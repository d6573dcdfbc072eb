// SPDX-License-Identifier: GPL-3.0-only

//! Barcode scanning core
//!
//! - [`filter`]: decides which detections are worth a lookup
//! - [`lookup`]: ean-search.org client
//! - [`session`]: pipeline lifecycle and result routing
//! - [`sink`]: how results reach the user

pub mod filter;
pub mod lookup;
pub mod session;
pub mod sink;

pub use filter::{ScanDecision, ScanFilter};
pub use lookup::{LookupClient, LookupOutcome, LookupRequest, LookupResult, classify_body};
pub use session::ScanSession;
pub use sink::{LineSink, PresentationSink};
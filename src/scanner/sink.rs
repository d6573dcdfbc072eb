// SPDX-License-Identifier: GPL-3.0-only

//! Presentation sinks
//!
//! The scan session reports everything the user should see through
//! [`PresentationSink`]; front-ends decide how to render it.

use super::lookup::LookupOutcome;
use chrono::Local;
use std::io::Write;
use tracing::warn;

/// Receiver of user-visible scanner output
pub trait PresentationSink {
    /// Informational status, e.g. an unsupported symbology
    fn on_status(&mut self, message: &str);

    /// Pipeline problem (end of stream, element error, lost clock)
    fn on_error(&mut self, message: &str) {
        self.on_status(message);
    }

    /// Completed lookup for `code`
    fn on_product_result(&mut self, code: &str, outcome: &LookupOutcome);
}

/// Writes one timestamped line per event
pub struct LineSink<W: Write> {
    out: W,
}

impl<W: Write> LineSink<W> {
    pub fn new(out: W) -> Self {
        Self { out }
    }

    pub fn into_inner(self) -> W {
        self.out
    }

    fn line(&mut self, text: &str) {
        let stamp = Local::now().format("%H:%M:%S");
        if let Err(e) = writeln!(self.out, "[{}] {}", stamp, text).and_then(|_| self.out.flush())
        {
            warn!(error = %e, "Failed to write scanner output");
        }
    }
}

impl<W: Write> PresentationSink for LineSink<W> {
    fn on_status(&mut self, message: &str) {
        self.line(message);
    }

    fn on_product_result(&mut self, code: &str, outcome: &LookupOutcome) {
        self.line(&outcome.describe(code));
    }
}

-----

What you have to do: Whenever a line of the records holds the string "Local", pick it out and copy it.

Answer section:
use chrono::Local;
        let stamp = Local::now().format("%H:%M:%S");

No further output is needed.